Work order
From the data below, retype exactly the lines starting with the one that contains "#[derive(Debug, Default)]" and ending with the one that contains "must invoke this", both included.

[Opening Data for this task section]

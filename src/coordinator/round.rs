//! Aggregation state for a single rendezvous round

/// Peer messages collected so far, in arrival order
///
/// Peers are keyed by their remote `ip:port`. A reconnecting peer overwrites
/// its stored message but keeps its original position, so the combined
/// payload always reflects first-arrival order.
#[derive(Debug, Default)]
pub struct AggregationRound {
    entries: Vec<(String, String)>,
    delivered: bool,
}

impl AggregationRound {
    /// Record a peer's message (last-write-wins on the same identity)
    ///
    /// Once delivery has been claimed the mapping stays cleared: messages
    /// arriving after that point are dropped, not accumulated.
    pub fn record(&mut self, peer: &str, message: String) {
        if self.delivered {
            return;
        }
        if let Some(entry) = self.entries.iter_mut().find(|(id, _)| id == peer) {
            entry.1 = message;
        } else {
            self.entries.push((peer.to_string(), message));
        }
    }

    /// Number of distinct peers recorded
    pub fn peer_count(&self) -> usize {
        self.entries.len()
    }

    /// Whether this round's delivery has already been claimed
    pub fn delivered(&self) -> bool {
        self.delivered
    }

    /// Claim delivery if the barrier is satisfied
    ///
    /// Returns the space-joined payload the first time the recorded peer
    /// count reaches `expected_peers`, clearing the entries and latching
    /// `delivered`; returns `None` ever after. Callers must invoke this
    /// while holding the round's lock so only one task can claim.
    pub fn try_claim(&mut self, expected_peers: usize) -> Option<String> {
        if self.delivered || self.entries.len() < expected_peers {
            return None;
        }
        self.delivered = true;

        let combined = self
            .entries
            .iter()
            .map(|(_, message)| message.as_str())
            .collect::<Vec<_>>()
            .join(" ");
        self.entries.clear();
        Some(combined)
    }
}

[Closing Data for this task section]

Task result
#[derive(Debug, Default)]
pub struct AggregationRound {
    entries: Vec<(String, String)>,
    delivered: bool,
}

impl AggregationRound {
    /// Record a peer's message (last-write-wins on the same identity)
    ///
    /// Once delivery has been claimed the mapping stays cleared: messages
    /// arriving after that point are dropped, not accumulated.
    pub fn record(&mut self, peer: &str, message: String) {
        if self.delivered {
            return;
        }
        if let Some(entry) = self.entries.iter_mut().find(|(id, _)| id == peer) {
            entry.1 = message;
        } else {
            self.entries.push((peer.to_string(), message));
        }
    }

    /// Number of distinct peers recorded
    pub fn peer_count(&self) -> usize {
        self.entries.len()
    }

    /// Whether this round's delivery has already been claimed
    pub fn delivered(&self) -> bool {
        self.delivered
    }

    /// Claim delivery if the barrier is satisfied
    ///
    /// Returns the space-joined payload the first time the recorded peer
    /// count reaches `expected_peers`, clearing the entries and latching
    /// `delivered`; returns `None` ever after. Callers must invoke this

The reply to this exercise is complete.